Lo que nos hace humanos

Capítulo 5 – Todo parecía normal

—¿Y si me pierdo en mitad del bosque y nadie me busca? —preguntó Nico, dramático, mientras ajustaba mal la cremallera de su mochila.

—Sinceramente —dijo Clara—, creo que nadie lo notaría hasta que empieces a hablarle a los árboles.

—¿Me estás diciendo que soy prescindible?

—Te estoy diciendo que hablas mucho.

Yo iba detrás, medio dormido, con el bus aún oliendo a calefacción y adolescente encerrado. Clara y Nico estaban a mi lado como siempre, pero me costaba seguirles la energía. La excursión a Las Batuecas nos tenía a todos medio emocionados. Salir de clase, respirar aire fresco, sacar fotos estúpidas. Había algo especial en ver a los profes intentar fingir que no estaban estresados porque tenían 30 adolescentes cerca de un acantilado.

—Acordaos —dijo la profe de Biología con voz de campo—: no nos separamos del grupo, no tocamos nada raro y no dejamos basura. Esto no es un vertedero, ¿vale?

—¿Y si me hago pis? —preguntó alguien desde el fondo.

—Entonces eliges un arbusto discreto y rezas para que no tenga ortigas.

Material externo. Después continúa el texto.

use semver::Version;

/// Parse a version string into a semver::Version, normalizing partial versions.
///
/// Handles partial versions like "1" or "1.2" by padding with zeros.
/// Does NOT strip 'v' prefix (use `normalize_version` first if needed).
///
/// Examples:
/// - "1" -> Version(1, 0, 0)
/// - "1.2" -> Version(1, 2, 0)
/// - "1.2.3" -> Version(1, 2, 3)
pub fn parse_version(version: &str) -> Option<Version> {
    let parts: Vec<&str> = version.split('.').collect();
    let normalized = match parts.len() {
        1 => format!("{}.0.0", parts[0]),
        2 => format!("{}.{}.0", parts[0], parts[1]),
        _ => version.to_string(),
    };
    Version::parse(&normalized).ok()
}

/// Normalize a user- or file-supplied version string.
///
/// Trims surrounding whitespace (marker files usually end with a newline)
/// and a single leading `v`.
pub fn normalize_version(version: &str) -> String {
    let trimmed = version.trim();
    trimmed.strip_prefix('v').unwrap_or(trimmed).trim().to_string()
}

/// Turn a remote index entry such as `"v4.1.0x"` into a VersionId (`"4.1.0"`).
///
/// Any trailing non-digit suffix is dropped. Returns None when nothing
/// version-like remains.
pub fn strip_index_suffix(raw: &str) -> Option<String> {
    let normalized = normalize_version(raw);
    let stripped = normalized.trim_end_matches(|c: char| !c.is_ascii_digit());
    if stripped.is_empty() {
        None
    } else {
        Some(stripped.to_string())
    }
}

/// Ordering key for a VersionId.
///
/// Unparseable versions sort before every parseable one and are ordered
/// among themselves by their raw text, so sorting is total and stable.
#[derive(Debug, Clone, PartialEq, Eq, PartialOrd, Ord)]
pub struct VersionKey {
    parsed: Option<Version>,
    raw: String,
}

impl VersionKey {
    pub fn new(version: &str) -> Self {
        let normalized = normalize_version(version);
        Self {
            parsed: parse_version(&normalized),
            raw: normalized,
        }
    }

    pub fn version(&self) -> Option<&Version> {
        self.parsed.as_ref()
    }
}
//! Transport implementations

pub mod http;

pub use http::HttpTransport;
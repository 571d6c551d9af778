use serde::Deserialize;
use std::path::{Path, PathBuf};
use std::time::Duration;
use thiserror::Error;

// =============================================================================
// Defaults
// =============================================================================

/// Default distribution server
pub const DEFAULT_SOURCE_URL: &str = "https://iojs.org/dist";

/// Executable stored in every version directory
pub const DEFAULT_EXECUTABLE: &str = "iojs.exe";

/// Name of the global and local version marker files
pub const DEFAULT_MARKER_FILE: &str = ".iojs-version";

/// Maximum number of concurrent downloads during `install --all`
pub const DEFAULT_JOBS: usize = 4;

/// Name of the optional settings file inside the store root
pub const CONFIG_FILE: &str = "config.json";

/// Name of the log file inside the store root
pub const LOG_FILE: &str = "runvm.log";

/// Environment variables read by `Config::load`
pub const ENV_PREFIX: &str = "RUNVM_PREFIX";
pub const ENV_SOURCE_URL: &str = "RUNVM_SOURCE_URL";
pub const ENV_PROXY: &str = "RUNVM_PROXY";
pub const ENV_X64: &str = "RUNVM_X64";
pub const ENV_VERSION: &str = "RUNVM_VERSION";

#[derive(Debug, Error)]
pub enum ConfigError {
    #[error("Couldn't read config file {}: {source}", .path.display())]
    Read {
        path: PathBuf,
        #[source]
        source: std::io::Error,
    },

    #[error("Invalid config file {}: {source}", .path.display())]
    Parse {
        path: PathBuf,
        #[source]
        source: serde_json::Error,
    },
}

/// Manager configuration
#[derive(Debug, Clone, Deserialize, PartialEq)]
#[serde(default, rename_all = "camelCase")]
pub struct Config {
    /// Base URL serving `index.json` and release binaries
    pub source_url: String,
    /// Local install root
    pub store_root: PathBuf,
    /// Proxy forwarded verbatim to the transport
    pub proxy: Option<String>,
    /// Select 64-bit builds instead of 32-bit ones
    pub want_x64: bool,
    /// Pre-resolved environment override
    pub env_version: Option<String>,
    /// Lifetime of the available/installed caches; None keeps them for the process lifetime
    pub cache_ttl_ms: Option<u64>,
    pub jobs: usize,
    pub executable: String,
    pub marker_file: String,
}

impl Default for Config {
    fn default() -> Self {
        Self {
            source_url: DEFAULT_SOURCE_URL.to_string(),
            store_root: data_dir(),
            proxy: None,
            want_x64: host_is_64bit(),
            env_version: None,
            cache_ttl_ms: None,
            jobs: DEFAULT_JOBS,
            executable: DEFAULT_EXECUTABLE.to_string(),
            marker_file: DEFAULT_MARKER_FILE.to_string(),
        }
    }
}

/// Values taken from the process environment
#[derive(Debug, Clone, Default, PartialEq)]
pub struct EnvOverrides {
    pub prefix: Option<String>,
    pub source_url: Option<String>,
    pub proxy: Option<String>,
    pub x64: Option<String>,
    pub version: Option<String>,
}

impl EnvOverrides {
    pub fn from_process() -> Self {
        let var = |name: &str| std::env::var(name).ok().filter(|v| !v.trim().is_empty());
        Self {
            prefix: var(ENV_PREFIX),
            source_url: var(ENV_SOURCE_URL),
            proxy: var(ENV_PROXY),
            x64: var(ENV_X64),
            version: var(ENV_VERSION),
        }
    }
}

impl Config {
    /// Load the config file (if any) and apply environment overrides
    pub fn load() -> Result<Self, ConfigError> {
        let env = EnvOverrides::from_process();
        let root = env
            .prefix
            .as_ref()
            .map(PathBuf::from)
            .unwrap_or_else(data_dir);
        Self::load_from(&root.join(CONFIG_FILE), env)
    }

    /// Load `path` (a missing file means defaults) and apply `env` on top
    pub fn load_from(path: &Path, env: EnvOverrides) -> Result<Self, ConfigError> {
        let config = match std::fs::read_to_string(path) {
            Ok(contents) => {
                serde_json::from_str(&contents).map_err(|source| ConfigError::Parse {
                    path: path.to_path_buf(),
                    source,
                })?
            }
            Err(e) if e.kind() == std::io::ErrorKind::NotFound => Config::default(),
            Err(source) => {
                return Err(ConfigError::Read {
                    path: path.to_path_buf(),
                    source,
                });
            }
        };

        Ok(config.with_env(env))
    }

    /// Apply environment overrides; environment wins over file values
    pub fn with_env(mut self, env: EnvOverrides) -> Self {
        if let Some(prefix) = env.prefix {
            self.store_root = PathBuf::from(prefix);
        }
        if let Some(source_url) = env.source_url {
            self.source_url = source_url;
        }
        if env.proxy.is_some() {
            self.proxy = env.proxy;
        }
        if let Some(x64) = env.x64 {
            self.want_x64 = x64.trim() == "1";
        }
        if env.version.is_some() {
            self.env_version = env.version;
        }
        self
    }

    pub fn cache_ttl(&self) -> Option<Duration> {
        self.cache_ttl_ms.map(Duration::from_millis)
    }

    /// Log file, kept next to the installed versions
    pub fn log_path(&self) -> PathBuf {
        self.store_root.join(LOG_FILE)
    }
}

fn host_is_64bit() -> bool {
    cfg!(target_pointer_width = "64")
}

/// Returns the path to the data directory for runvm.
/// Uses $XDG_DATA_HOME/runvm if XDG_DATA_HOME is set,
/// otherwise falls back to ~/.local/share/runvm,
/// or ./runvm if neither is available.
pub fn data_dir() -> PathBuf {
    data_dir_with_env(std::env::var("XDG_DATA_HOME").ok(), dirs::home_dir())
}

fn data_dir_with_env(xdg_data_home: Option<String>, home_dir: Option<PathBuf>) -> PathBuf {
    let data_dir = xdg_data_home
        .map(PathBuf::from)
        .or_else(|| home_dir.map(|home| home.join(".local/share")))
        .unwrap_or_else(|| PathBuf::from("."));

    data_dir.join("runvm")
}
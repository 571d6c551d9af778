//! Version ordering and specifier matching abstraction

use crate::version::error::MatchError;
use crate::version::semver::VersionKey;

/// Trait for turning a user-supplied version specifier into a concrete version
///
/// Implementations define both the ordering used for the available and
/// installed lists and the rules by which a specifier selects from them:
/// - exact: `4.1.0` or `v4.1.0` selects exactly that version
/// - partial: `4` or `4.1` selects the highest `4.x.x` / `4.1.x`
/// - symbolic: `latest` selects the highest version in the list
pub trait VersionMatcher: Send + Sync {
    /// Key used to sort version lists ascending
    fn ordering_key(&self, version: &str) -> VersionKey {
        VersionKey::new(version)
    }

    /// Find the version in `versions` that best satisfies `spec`
    ///
    /// `versions` is expected to be sorted ascending by `ordering_key`.
    fn find(&self, spec: &str, versions: &[String]) -> Result<String, MatchError>;
}
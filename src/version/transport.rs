//! Transport trait for talking to the remote distribution server

use std::path::Path;

#[cfg(test)]
use mockall::automock;
use serde::Deserialize;

use crate::version::error::TransportError;

/// One entry of the remote `index.json`
#[derive(Debug, Clone, PartialEq, Eq, Deserialize)]
pub struct IndexEntry {
    /// Raw version as published, e.g. `"v4.1.0"` or `"4.1.0x"`
    pub version: String,
}

impl IndexEntry {
    pub fn new(version: &str) -> Self {
        Self {
            version: version.to_string(),
        }
    }
}

/// Build variant to download and store
#[derive(Debug, Clone, Copy, PartialEq, Eq, Hash)]
pub enum Arch {
    /// 64-bit Windows build
    X64,
    /// 32-bit Windows build
    X86,
}

impl Arch {
    pub fn from_want_x64(want_x64: bool) -> Self {
        if want_x64 { Arch::X64 } else { Arch::X86 }
    }

    /// Path segment of the download URL
    pub fn url_segment(&self) -> &'static str {
        match self {
            Arch::X64 => "win-x64",
            Arch::X86 => "win-x86",
        }
    }

    /// Directory under the store root holding builds of this variant
    pub fn store_dir_name(&self) -> &'static str {
        match self {
            Arch::X64 => "v-x64",
            Arch::X86 => "v",
        }
    }
}

/// URL of the remote version index
pub fn index_url(source_url: &str) -> String {
    format!("{}/index.json", source_url.trim_end_matches('/'))
}

/// URL of the executable for `version` built for `arch`
pub fn binary_url(source_url: &str, version: &str, arch: Arch, executable: &str) -> String {
    format!(
        "{}/v{}/{}/{}",
        source_url.trim_end_matches('/'),
        version,
        arch.url_segment(),
        executable
    )
}

/// Trait for fetching the version index and release binaries
#[cfg_attr(test, automock)]
#[async_trait::async_trait]
pub trait Transport: Send + Sync {
    /// Fetches and decodes the JSON array at `url`
    async fn fetch_index(&self, url: &str) -> Result<Vec<IndexEntry>, TransportError>;

    /// Streams the body at `url` into the file at `dest`, creating or truncating it
    ///
    /// # Returns
    /// * `Ok(bytes)` - Number of bytes written
    /// * `Err(TransportError)` - Network failure, non-success status or write failure.
    ///   `dest` may have been partially written.
    async fn download(&self, url: &str, dest: &Path) -> Result<u64, TransportError>;
}
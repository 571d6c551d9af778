use std::process::ExitCode;

use clap::{Parser, Subcommand};
use runvm::config::Config;
use runvm::logging;
use runvm::precedence::{DEFAULT_PRECEDENCE, resolve_active, run_active};
use runvm::version::error::ManagerError;
use runvm::version::manager::{InstallStatus, VersionManager};
use runvm::version::runner::ExitOutcome;

/// Store root not configured or unusable
const EXIT_CONFIG: u8 = 40;
/// No active version could be decided
const EXIT_NO_VERSION: u8 = 41;
/// The runtime could not be started
const EXIT_SPAWN: u8 = 42;

#[derive(Parser)]
#[command(name = "runvm")]
#[command(version, about = "Install, select and run runtime builds side by side")]
struct Cli {
    /// Use 64-bit builds (`true`) or 32-bit builds (`false`)
    #[arg(long, global = true)]
    x64: Option<bool>,

    /// Write the log file as JSON lines
    #[arg(long, global = true)]
    log_json: bool,

    #[command(subcommand)]
    command: Command,
}

#[derive(Subcommand)]
enum Command {
    /// List installed versions
    List {
        /// Run each build and show the version it reports
        #[arg(long)]
        verify: bool,
    },
    /// List versions available for download
    ListRemote,
    /// Install a version, or every available version with --all
    Install {
        spec: Option<String>,
        #[arg(long, conflicts_with = "spec")]
        all: bool,
    },
    /// Remove an installed version
    Remove { spec: String },
    /// Show or set the global version
    Global { spec: Option<String> },
    /// Show or set the version for the current directory
    Local { spec: Option<String> },
    /// Show the environment override
    Env,
    /// Show the active version and where it comes from
    Current,
    /// Show or set extra arguments for a version
    Args {
        spec: String,
        #[arg(allow_hyphen_values = true)]
        args: Option<String>,
    },
    /// Run a specific version
    Run {
        spec: String,
        #[arg(last = true)]
        args: Vec<String>,
    },
    /// Run the active version
    Exec {
        #[arg(trailing_var_arg = true, allow_hyphen_values = true)]
        args: Vec<String>,
    },
}

fn main() -> ExitCode {
    let cli = Cli::parse();

    let mut config = match Config::load() {
        Ok(config) => config,
        Err(e) => {
            eprintln!("{}", e);
            return ExitCode::from(EXIT_CONFIG);
        }
    };
    if let Some(x64) = cli.x64 {
        config.want_x64 = x64;
    }

    let _guard = logging::init(&config.log_path(), cli.log_json)
        .inspect_err(|e| eprintln!("warning: logging disabled: {:#}", e))
        .ok();

    let runtime = match tokio::runtime::Builder::new_multi_thread()
        .enable_all()
        .build()
    {
        Ok(runtime) => runtime,
        Err(e) => {
            eprintln!("{}", e);
            return ExitCode::FAILURE;
        }
    };

    match runtime.block_on(run(cli.command, config)) {
        Ok(code) => code,
        Err(e) => {
            eprintln!("{:#}", e);
            exit_code_for(&e)
        }
    }
}

fn exit_code_for(err: &anyhow::Error) -> ExitCode {
    ExitCode::from(exit_status_for(err))
}

fn exit_status_for(err: &anyhow::Error) -> u8 {
    match err.downcast_ref::<ManagerError>() {
        Some(ManagerError::NoActiveVersion) => EXIT_NO_VERSION,
        Some(ManagerError::Spawn { .. }) => EXIT_SPAWN,
        Some(ManagerError::InvalidConfig(_) | ManagerError::StoreLayout { .. }) => EXIT_CONFIG,
        _ => 1,
    }
}

fn child_exit(outcome: ExitOutcome) -> ExitCode {
    match outcome.code {
        Some(code) => ExitCode::from(u8::try_from(code).unwrap_or(1)),
        None => ExitCode::FAILURE,
    }
}

async fn run(command: Command, config: Config) -> anyhow::Result<ExitCode> {
    let manager = VersionManager::new(&config)?;

    match command {
        Command::List { verify: false } => {
            for version in manager.list_installed().await? {
                println!("  {}", version);
            }
        }
        Command::List { verify: true } => {
            for version in manager.list_installed().await? {
                match manager.probe_installed(&version).await {
                    Ok(reported) if reported == version => println!("  {}", version),
                    Ok(reported) => println!("  {} (reports {})", version, reported),
                    Err(e) => println!("  {} (broken: {})", version, e),
                }
            }
        }
        Command::ListRemote => {
            for version in manager.list_available().await? {
                println!("  {}", version);
            }
        }
        Command::Install { all: true, .. } => {
            let mut failed = false;
            manager
                .install_all_with(|report| match report.outcome {
                    Ok(InstallStatus::Installed) => println!("installed {}", report.version),
                    Ok(InstallStatus::AlreadyInstalled) => {}
                    Err(e) => {
                        failed = true;
                        eprintln!("{}", e);
                    }
                })
                .await?;
            if failed {
                return Ok(ExitCode::FAILURE);
            }
        }
        Command::Install { spec, all: false } => {
            let spec = spec.ok_or_else(|| anyhow::anyhow!("a version to install is required"))?;
            let version = manager.resolve_version(&spec).await?;
            println!("{}", manager.install(&version).await?);
        }
        Command::Remove { spec } => {
            let version = manager.resolve_installed(&spec).await?;
            manager.remove(&version).await?;
            println!("removed {}", version);
        }
        Command::Global { spec: None } => println!("{}", manager.get_global().await?),
        Command::Global { spec: Some(spec) } => {
            let version = manager.resolve_version(&spec).await?;
            manager.set_global(&version).await?;
            println!("{}", version);
        }
        Command::Local { spec: None } => {
            let local = manager
                .get_local()
                .await?
                .ok_or(ManagerError::NoLocalVersion)?;
            println!("{} ({})", local.version, local.path.display());
        }
        Command::Local { spec: Some(spec) } => {
            let version = manager.resolve_version(&spec).await?;
            let path = manager.set_local(&version).await?;
            println!("{} ({})", version, path.display());
        }
        Command::Env => match manager.get_env() {
            Some(version) => println!("{}", version),
            None => return Ok(ExitCode::FAILURE),
        },
        Command::Current => {
            let cwd = std::env::current_dir()?;
            let active = resolve_active(&manager, &cwd, &DEFAULT_PRECEDENCE)
                .await?
                .ok_or(ManagerError::NoActiveVersion)?;
            println!("{} ({})", active.version, active.source.as_str());
        }
        Command::Args { spec, args: None } => {
            let version = manager.resolve_installed(&spec).await?;
            match manager.get_args_for_version(&version).await {
                Ok(args) => println!("{}", args),
                Err(e) if e.is_not_set() => {}
                Err(e) => return Err(e.into()),
            }
        }
        Command::Args {
            spec,
            args: Some(args),
        } => {
            let version = manager.resolve_version(&spec).await?;
            manager.set_args_for_version(&version, &args).await?;
        }
        Command::Run { spec, args } => {
            let version = manager.resolve_version(&spec).await?;
            return Ok(child_exit(manager.emulate(&version, &args).await?));
        }
        Command::Exec { args } => {
            let cwd = std::env::current_dir()?;
            return Ok(child_exit(run_active(&manager, &cwd, &args).await?));
        }
    }

    Ok(ExitCode::SUCCESS)
}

Nos echamos a andar por uno de los senderos. Todo estaba cubierto de verde, con ese silencio suave que solo tiene la montaña. Era como entrar a otro planeta, uno donde el aire se sentía más limpio y los pensamientos más ligeros.

Al principio todo iba bien. Caminábamos entre bromas, fotos y frases sin sentido. Hasta que... no. Algo me empezó a molestar en el pecho. Una presión suave, pero real. Me paré un segundo. Disimulé. Miré los árboles como si estuviera fascinado por la naturaleza y no por la punzada que me cruzaba la espalda.

—¿Leo? —preguntó Clara—. Estás blanco.

—Es el sol. Me absorbe el alma.

Ella alzó una ceja. Sabía que algo pasaba. Pero no insistió. Me ofreció agua. Yo la acepté como si eso fuera a solucionarlo todo.

Seguimos. Pero el cuerpo no. Cada paso pesaba más. Como si me arrastraran desde dentro. Las piernas me dolían de una forma extraña, no como cuando haces ejercicio, sino como cuando estás a punto de desmayarte y no sabes por qué.

Me forcé a seguir. Por orgullo. Por miedo. Por esa voz que decía: "No digas nada. Te van a mirar raro. Van a hacer preguntas."

Nos detuvimos para comer cerca de un arroyo. Había niños salpicándose, otros buscando piedras raras. Nico intentaba hacer fuego con dos palitos, aunque nadie se lo había pedido. Clara sacó un bocata enorme y me ofreció la mitad.

—No tengo mucha hambre —dije.

—¿Y tú quién eres y qué hiciste con Leo?

Me reí, por fuera. Por dentro sentía el estómago revuelto y el corazón latiendo como si hubiera corrido kilómetros.

Me tumbé en la hierba. Cerré los ojos. El murmullo del agua me arrullaba. El mundo giraba, pero yo no.

Al volver al bus, me quedé dormido enseguida. Un sueño pesado, como si me hubiera caído en un pozo.

Desperté justo al llegar a Salamanca. Con la garganta seca y los músculos doloridos. Sentí un escalofrío raro. Como si todo en mí estuviera fuera de su sitio, aunque nadie más pudiera verlo.

—¿Te sientes mejor? —me preguntó Clara en voz baja, cuando bajamos del autobús.

—Sí. Debe ser la altura. O el aire puro. Estoy hecho para el asfalto —dije, forzando una sonrisa.

Ella me miró como si no me creyera. Como si viera algo que yo no quería decir en voz alta.

Nos despedimos con un "nos vemos mañana", pero al llegar a casa, algo me dijo que mañana... no sería como los demás.

Esa noche, mientras me lavaba los dientes, me miré al espejo otra vez.

Había una sombra bajo mis ojos.

No de cansancio.

De algo más.

Y entonces lo noté.

Un pequeño hematoma en el brazo.

No recordaba haberme golpeado.

Y me dolía.

Un dolor sordo.

Lento.

Como si algo dentro de mí estuviera despertando, pidiendo que lo mirara.

Por primera vez, no supe si estaba todo bien.

Por primera vez, me dio miedo que no lo estuviera.